Some Employees Arent Just Leaving Companies — Theyre Defrauding Them

Since the Great Resignation in 2021, millions of employees across the nation have left their roles with current employers in search of better ones. According to Microsoft, 40% of employees reported they are considering leaving their current roles by the end of 2022. With many still working in remote or hybrid positions due to the pandemic, larger businesses have started implementing measures to gain a better understanding of employee morale and sentiment to prevent turnover.

While most employees leave companies on good terms, some may become extremely unhappy or disgruntled prior to their departure and are more likely to defraud the company either before leaving or on their way out the door. The unfortunate reality is that no business is immune to fraud, but luckily, there are several steps you can take to prevent it from happening.

Understand Contributors to Fraudulent Behavior

According to the Cressey Fraud Triangle, fraudulent behavior often occurs due to three contributing factors. These include pressure or motive to commit a fraud (usually a personal financial problem), perceived opportunity within the organization to commit a fraud (poor oversight or internal controls), and rationalization (the ability to justify the crime to make it seem acceptable).

Very often, a fraudster needs all three sides of the triangle to successfully commit a crime. Therefore, it is extremely important for organizations to do their best to create controls and understand the risk associated with each of these areas. For example, an employee may be disgruntled and also have personal financial issues. However, if internal controls are robust and the employee doesn’t have access to financial instruments, valuable assets or software systems, their ability to defraud the company is extremely limited or will get identified immediately.

Additionally, there are actions an organization can take that may significantly mitigate the risk that an employee would find themselves in a situation where they could justify stealing from their employer, even if internal controls are limited or the employee is in a position of a high level of trust or authority. These including offering strong employee assistance programs, investing in the employee experience, exploring employee enrichment opportunities, surveying employees, monitoring morale, performing adequate exit interviews, and completing frequent anti-fraud training.

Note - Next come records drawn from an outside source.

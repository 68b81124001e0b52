mod output;
mod scan;

use std::path::{Path, PathBuf};

use clap::{Args, CommandFactory, Parser, Subcommand};
use ctscan_core::{AppConfig, LocationCoords};
use ctscan_gemini::GeminiClient;
use tracing_subscriber::EnvFilter;

#[derive(Debug, Parser)]
#[command(name = "ctscan")]
#[command(about = "Find CT-scan centers city by city")]
struct Cli {
    #[command(subcommand)]
    command: Option<Commands>,
}

#[derive(Debug, Subcommand)]
enum Commands {
    /// Parse a city CSV and print the cities that would be loaded
    Cities {
        /// CSV file with `city` and `population` columns
        #[arg(long)]
        file: PathBuf,
    },
    /// List every pincode of one city
    Pincodes {
        #[arg(long)]
        city: String,
    },
    /// Look up scan centers for one pincode
    Centers {
        #[arg(long)]
        pincode: String,
        #[arg(long)]
        city: String,
        #[command(flatten)]
        location: LocationArgs,
    },
    /// Run full discovery for the cities in a CSV file
    Scan(ScanArgs),
}

#[derive(Debug, Clone, Copy, Default, Args)]
struct LocationArgs {
    /// Latitude to bias center lookups toward (requires --lon)
    #[arg(long, requires = "lon", allow_negative_numbers = true)]
    lat: Option<f64>,
    /// Longitude to bias center lookups toward (requires --lat)
    #[arg(long, requires = "lat", allow_negative_numbers = true)]
    lon: Option<f64>,
}

impl LocationArgs {
    fn coords(self) -> Option<LocationCoords> {
        match (self.lat, self.lon) {
            (Some(latitude), Some(longitude)) => Some(LocationCoords {
                latitude,
                longitude,
            }),
            _ => None,
        }
    }

    /// Flags win over the configured location.
    fn or_configured(self, configured: Option<LocationCoords>) -> Option<LocationCoords> {
        self.coords().or(configured)
    }
}

#[derive(Debug, Clone, Args)]
struct ScanArgs {
    /// CSV file with `city` and `population` columns
    #[arg(long)]
    file: PathBuf,
    /// Only scan these cities (repeatable); default is every city in the file
    #[arg(long = "city")]
    cities: Vec<String>,
    /// Scan at most this many cities, largest first
    #[arg(long)]
    limit: Option<usize>,
    /// Proceed to the center scan without asking
    #[arg(long)]
    yes: bool,
    #[command(flatten)]
    location: LocationArgs,
    /// Print the final city snapshots as JSON
    #[arg(long)]
    json: bool,
}

#[tokio::main]
async fn main() -> anyhow::Result<()> {
    dotenvy::dotenv().ok();
    let cli = Cli::parse();

    let Some(command) = cli.command else {
        Cli::command().print_help()?;
        return Ok(());
    };

    match command {
        // Reading a CSV needs no API key.
        Commands::Cities { file } => {
            init_tracing("info")?;
            show_cities(&file)?;
        }
        Commands::Pincodes { city } => {
            let config = configure()?;
            let client = GeminiClient::from_config(&config)?;
            let pincodes = client.find_pincodes(&city).await?;
            for pincode in pincodes {
                println!("{pincode}");
            }
        }
        Commands::Centers {
            pincode,
            city,
            location,
        } => {
            let config = configure()?;
            let client = GeminiClient::from_config(&config)?;
            let location = location.or_configured(config.location);
            if location.is_none() {
                tracing::warn!("no location given; results will not be location-biased");
            }
            let centers = client.find_scan_centers(&pincode, &city, location).await?;
            output::print_centers(&centers);
        }
        Commands::Scan(args) => {
            let config = configure()?;
            scan::run(&config, &args).await?;
        }
    }

    Ok(())
}

/// Load the environment config and start logging at its level.
fn configure() -> anyhow::Result<AppConfig> {
    let config = ctscan_core::load_app_config_from_env()?;
    init_tracing(&config.log_level)?;
    Ok(config)
}

fn show_cities(file: &Path) -> anyhow::Result<()> {
    let cities = ctscan_core::load_cities(file)?;
    output::print_cities(&cities);
    Ok(())
}

/// Logs go to stderr so stdout stays clean for results.
fn init_tracing(fallback: &str) -> anyhow::Result<()> {
    let env_filter =
        EnvFilter::try_from_default_env().or_else(|_| EnvFilter::try_new(fallback))?;
    tracing_subscriber::fmt()
        .with_env_filter(env_filter)
        .with_writer(std::io::stderr)
        .init();
    Ok(())
}
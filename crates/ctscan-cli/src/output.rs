//! Plain-text rendering for terminal output.

use ctscan_core::{City, ScanCenter};
use ctscan_discovery::{CityProcess, ProcessStatus};

pub(crate) fn print_cities(cities: &[City]) {
    for (rank, city) in cities.iter().enumerate() {
        println!("{:>3}. {:<30} {:>12}", rank + 1, city.name, city.population);
    }
}

pub(crate) fn print_centers(centers: &[ScanCenter]) {
    if centers.is_empty() {
        println!("No centers found.");
        return;
    }
    for center in centers {
        println!("{}", format_center(center));
    }
}

pub(crate) fn format_center(center: &ScanCenter) -> String {
    let mut out = format!("{}\n  {}", center.name, center.address);
    if !center.pincode.is_empty() {
        out.push_str(&format!(" ({})", center.pincode));
    }
    out.push_str(&format!(
        "\n  CT: {}  rating: {:.1}",
        if center.ct_available { "yes" } else { "no" },
        center.google_rating
    ));
    if !center.contact_number.is_empty() {
        out.push_str(&format!("  phone: {}", center.contact_number));
    }
    if !center.map_link.is_empty() {
        out.push_str(&format!("\n  map: {}", center.map_link));
    }
    if !center.website.is_empty() {
        out.push_str(&format!("\n  web: {}", center.website));
    }
    out
}

/// One line per city, e.g. `Pune: Completed. Found 3 centers. (2/2 pincodes)`.
pub(crate) fn summary_line(process: &CityProcess) -> String {
    match process.status {
        ProcessStatus::Error => format!(
            "{}: {}: {}",
            process.name,
            process.status_text(),
            process.error_message.as_deref().unwrap_or("unknown error")
        ),
        ProcessStatus::Idle => format!("{}: not scanned", process.name),
        _ => format!(
            "{}: {} ({}/{} pincodes)",
            process.name,
            process.status_text(),
            process.scanned_pincodes_count,
            process.found_pincodes_count
        ),
    }
}

pub(crate) fn print_report(processes: &[CityProcess]) {
    for process in processes {
        println!("{}", summary_line(process));
        for center in &process.centers {
            for line in format_center(center).lines() {
                println!("    {line}");
            }
        }
    }
}
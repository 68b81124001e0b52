use std::net::SocketAddr;

use crate::types::LocationCoords;

#[derive(Debug, Clone, PartialEq, Eq)]
pub enum Environment {
    Development,
    Test,
    Production,
}

impl std::fmt::Display for Environment {
    fn fmt(&self, f: &mut std::fmt::Formatter<'_>) -> std::fmt::Result {
        match self {
            Environment::Development => write!(f, "development"),
            Environment::Test => write!(f, "test"),
            Environment::Production => write!(f, "production"),
        }
    }
}

#[derive(Clone)]
pub struct AppConfig {
    pub env: Environment,
    pub bind_addr: SocketAddr,
    pub log_level: String,
    pub gemini_api_key: String,
    pub gemini_base_url: String,
    pub gemini_model: String,
    pub request_timeout_secs: u64,
    pub user_agent: String,
    pub max_concurrent_cities: usize,
    /// Fixed bias for center lookups; `None` means lookups are unbiased.
    pub location: Option<LocationCoords>,
}

impl std::fmt::Debug for AppConfig {
    fn fmt(&self, f: &mut std::fmt::Formatter<'_>) -> std::fmt::Result {
        f.debug_struct("AppConfig")
            .field("env", &self.env)
            .field("bind_addr", &self.bind_addr)
            .field("log_level", &self.log_level)
            .field("gemini_api_key", &"[redacted]")
            .field("gemini_base_url", &self.gemini_base_url)
            .field("gemini_model", &self.gemini_model)
            .field("request_timeout_secs", &self.request_timeout_secs)
            .field("user_agent", &self.user_agent)
            .field("max_concurrent_cities", &self.max_concurrent_cities)
            .field("location", &self.location)
            .finish()
    }
}
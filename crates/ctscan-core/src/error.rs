use thiserror::Error;

/// Errors raised while building [`crate::AppConfig`] from the environment.
#[derive(Debug, Error)]
pub enum ConfigError {
    #[error("missing required environment variable: {0}")]
    MissingEnvVar(String),

    #[error("invalid value for {var}: {reason}")]
    InvalidEnvVar { var: String, reason: String },
}

/// Validation failures for an uploaded city list.
///
/// Each variant is reported to the uploader before any discovery process is
/// created; the display strings are the user-facing messages.
#[derive(Debug, Error)]
pub enum IntakeError {
    #[error("CSV file must have a header and at least one data row.")]
    TooFewLines,

    #[error("CSV must contain 'city' and 'population' columns.")]
    MissingColumns,

    #[error("No valid city data could be parsed from the file.")]
    NoValidRows,

    #[error("Failed to read the file.")]
    Io {
        path: String,
        #[source]
        source: std::io::Error,
    },
}
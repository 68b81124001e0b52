//! Domain records shared by the discovery pipeline and its surfaces.

use serde::{Deserialize, Deserializer, Serialize};

use scalar::Scalar;

/// A city row accepted from an uploaded list.
#[derive(Debug, Clone, PartialEq, Eq, Serialize, Deserialize)]
pub struct City {
    pub name: String,
    pub population: u64,
}

impl City {
    #[must_use]
    pub fn new(name: impl Into<String>, population: u64) -> Self {
        Self {
            name: name.into(),
            population,
        }
    }
}

/// Optional geographic bias forwarded to center lookups.
#[derive(Debug, Clone, Copy, PartialEq, Serialize, Deserialize)]
pub struct LocationCoords {
    pub latitude: f64,
    pub longitude: f64,
}

/// A CT-scan facility as reported by the generative search API.
///
/// Model output is loosely typed, so every field tolerates `null`, missing
/// keys, and the common string-encoded forms of numbers and booleans.
#[derive(Debug, Clone, Default, PartialEq, Serialize, Deserialize)]
#[serde(rename_all = "camelCase")]
pub struct ScanCenter {
    #[serde(default, deserialize_with = "lenient_string")]
    pub name: String,
    #[serde(default, deserialize_with = "lenient_string")]
    pub address: String,
    #[serde(default, deserialize_with = "lenient_string")]
    pub pincode: String,
    #[serde(default, deserialize_with = "lenient_string")]
    pub contact_number: String,
    /// Star rating; `0.0` when absent or unreadable.
    #[serde(default, deserialize_with = "lenient_rating")]
    pub google_rating: f64,
    #[serde(default, deserialize_with = "lenient_string")]
    pub map_link: String,
    #[serde(default, deserialize_with = "lenient_string")]
    pub website: String,
    #[serde(default, deserialize_with = "lenient_bool")]
    pub ct_available: bool,
}

fn lenient_string<'de, D>(deserializer: D) -> Result<String, D::Error>
where
    D: Deserializer<'de>,
{
    let value = Option::<Scalar>::deserialize(deserializer)?;
    Ok(match value {
        Some(Scalar::Str(s)) => s,
        Some(Scalar::Num(n)) => {
            // Pincodes and phone numbers are sometimes emitted unquoted.
            if n.fract() == 0.0 && n.abs() < 1e15 {
                format!("{n:.0}")
            } else {
                n.to_string()
            }
        }
        Some(Scalar::Bool(b)) => b.to_string(),
        None => String::new(),
    })
}

fn lenient_rating<'de, D>(deserializer: D) -> Result<f64, D::Error>
where
    D: Deserializer<'de>,
{
    let value = Option::<Scalar>::deserialize(deserializer)?;
    let rating = match value {
        Some(Scalar::Num(n)) => n,
        Some(Scalar::Str(s)) => s.trim().parse::<f64>().unwrap_or(0.0),
        Some(Scalar::Bool(_)) | None => 0.0,
    };
    Ok(if rating.is_finite() && rating > 0.0 {
        rating
    } else {
        0.0
    })
}

fn lenient_bool<'de, D>(deserializer: D) -> Result<bool, D::Error>
where
    D: Deserializer<'de>,
{
    let value = Option::<Scalar>::deserialize(deserializer)?;
    Ok(match value {
        Some(Scalar::Bool(b)) => b,
        Some(Scalar::Str(s)) => {
            let s = s.trim();
            s.eq_ignore_ascii_case("true") || s.eq_ignore_ascii_case("yes")
        }
        Some(Scalar::Num(_)) | None => false,
    })
}

mod scalar {
    use serde::Deserialize;

    /// Any JSON scalar; objects and arrays are rejected by the untagged match.
    #[derive(Deserialize)]
    #[serde(untagged)]
    pub(super) enum Scalar {
        Bool(bool),
        Num(f64),
        Str(String),
    }
}
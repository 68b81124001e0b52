use crate::app_config::{AppConfig, Environment};
use crate::types::LocationCoords;
use crate::ConfigError;

/// Load application configuration from environment variables.
///
/// Calls `dotenvy::dotenv().ok()` to load `.env` files before reading env vars.
///
/// # Errors
///
/// Returns `ConfigError` if required env vars are missing or values are invalid.
pub fn load_app_config() -> Result<AppConfig, ConfigError> {
    dotenvy::dotenv().ok();
    load_app_config_from_env()
}

/// Load application configuration from environment variables already in the process.
///
/// Unlike [`load_app_config`], this does NOT load `.env` files.
///
/// # Errors
///
/// Returns `ConfigError` if required env vars are missing or values are invalid.
pub fn load_app_config_from_env() -> Result<AppConfig, ConfigError> {
    build_app_config(|key| std::env::var(key))
}

/// Build application configuration using the provided env-var lookup function.
///
/// Decoupled from the real environment so tests can drive it with a plain
/// `HashMap` lookup.
fn build_app_config<F>(lookup: F) -> Result<AppConfig, ConfigError>
where
    F: Fn(&str) -> Result<String, std::env::VarError>,
{
    use std::net::SocketAddr;

    let or_default = |var: &str, default: &str| -> String {
        lookup(var).unwrap_or_else(|_| default.to_string())
    };

    let invalid = |var: &str, reason: String| ConfigError::InvalidEnvVar {
        var: var.to_string(),
        reason,
    };

    let parse_u64 = |var: &str, default: &str| -> Result<u64, ConfigError> {
        or_default(var, default)
            .parse::<u64>()
            .map_err(|e| invalid(var, e.to_string()))
    };

    let parse_usize = |var: &str, default: &str| -> Result<usize, ConfigError> {
        or_default(var, default)
            .parse::<usize>()
            .map_err(|e| invalid(var, e.to_string()))
    };

    let parse_coord = |var: &str, bound: f64| -> Result<Option<f64>, ConfigError> {
        let Ok(raw) = lookup(var) else {
            return Ok(None);
        };
        let value = raw
            .trim()
            .parse::<f64>()
            .map_err(|e| invalid(var, e.to_string()))?;
        if !value.is_finite() || value.abs() > bound {
            return Err(invalid(var, format!("must be within ±{bound}")));
        }
        Ok(Some(value))
    };

    // `API_KEY` is the legacy name and is still honoured as a fallback.
    let gemini_api_key = lookup("GEMINI_API_KEY")
        .or_else(|_| lookup("API_KEY"))
        .ok()
        .filter(|k| !k.trim().is_empty())
        .ok_or_else(|| ConfigError::MissingEnvVar("GEMINI_API_KEY".to_string()))?;

    let env = parse_environment(&or_default("CTSCAN_ENV", "development"));

    let bind_addr = or_default("CTSCAN_BIND_ADDR", "0.0.0.0:3000")
        .parse::<SocketAddr>()
        .map_err(|e| invalid("CTSCAN_BIND_ADDR", e.to_string()))?;
    let log_level = or_default("CTSCAN_LOG_LEVEL", "info");

    let gemini_base_url = or_default(
        "CTSCAN_GEMINI_BASE_URL",
        "https://generativelanguage.googleapis.com/",
    );
    let gemini_model = or_default("CTSCAN_GEMINI_MODEL", "gemini-2.5-flash");

    let request_timeout_secs = parse_u64("CTSCAN_REQUEST_TIMEOUT_SECS", "60")?;
    let user_agent = or_default("CTSCAN_USER_AGENT", "ctscan/0.1 (scan-center-discovery)");
    let max_concurrent_cities = parse_usize("CTSCAN_MAX_CONCURRENT_CITIES", "4")?;

    let latitude = parse_coord("CTSCAN_LATITUDE", 90.0)?;
    let longitude = parse_coord("CTSCAN_LONGITUDE", 180.0)?;
    let location = match (latitude, longitude) {
        (Some(latitude), Some(longitude)) => Some(LocationCoords {
            latitude,
            longitude,
        }),
        (None, None) => None,
        (Some(_), None) => {
            return Err(invalid(
                "CTSCAN_LONGITUDE",
                "must be set together with CTSCAN_LATITUDE".to_string(),
            ))
        }
        (None, Some(_)) => {
            return Err(invalid(
                "CTSCAN_LATITUDE",
                "must be set together with CTSCAN_LONGITUDE".to_string(),
            ))
        }
    };

    Ok(AppConfig {
        env,
        bind_addr,
        log_level,
        gemini_api_key,
        gemini_base_url,
        gemini_model,
        request_timeout_secs,
        user_agent,
        max_concurrent_cities,
        location,
    })
}

/// Parse a string into an `Environment` variant.
///
/// Unrecognized values default to `Environment::Development`.
fn parse_environment(s: &str) -> Environment {
    match s {
        "production" => Environment::Production,
        "test" => Environment::Test,
        _ => Environment::Development,
    }
}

Create a Web of Fraud Detectors

There are typically eight key warning signs which may indicate an employee is more likely to commit fraud in an organization. According to the ACFE Global Fraud Survey, the top three are living beyond one’s means, financial difficulties, and an unusually close association with a vendor/customer. Businesses must stay vigilant and identify potentially fraudulent behavior as soon as possible; monitoring for red flags among employees is often a helpful step.

Educating all employees about how to identify warning signs and report fraudulent activity is a beneficial practice for any business. According to that same ACFE Global Fraud Survey, organizations that implement fraud awareness training and other anti-fraud controls have seen quicker fraud detection and lower fraud losses as a result of their efforts. In fact, 42% of fraud is discovered by a tip, and 55% of all fraud is reported by employees of the company. Utilizing company employees to monitor for fraudulent behavior within the organization and creating a culture in which fraud is unacceptable under all circumstances are helpful in creating a team of full-time fraud detectors.

Create and Maintain Strong Internal Controls

There are many aspects about an employee’s personal life that an employer can’t control. And no matter how hard you try, an employer cannot always keep all employees engaged, satisfied and ultimately happy. But employers can control the opportunity side of the fraud triangle.

Establishing and maintaining strong and effective internal controls can greatly improve the chances that an organization either prevents fraudulent behavior or detects it before it can damage the company. Specifically, adequate fraud prevention controls over bank account activity, cash handling, purchasing and vendor management, credit card use, expense reimbursements, payroll, and inventory are crucial in protecting the company against a rogue employee who uses their position to misappropriate company assets.

When employers create enriching work environments where their employees feel supported and can convey internal or external stressors, they’re boosting employee morale and minimizing the risk of fraudulent behavior. Unfortunately, you can’t control all employee behavior no matter how hard you try, so it is crucial to also invest in adequate anti-fraud controls and trainings to protect your company even further. Very often, the cost of anti-fraud activities is far less than the cost of an actual fraud. Unfortunately, many companies don’t discover this fact until it’s too late.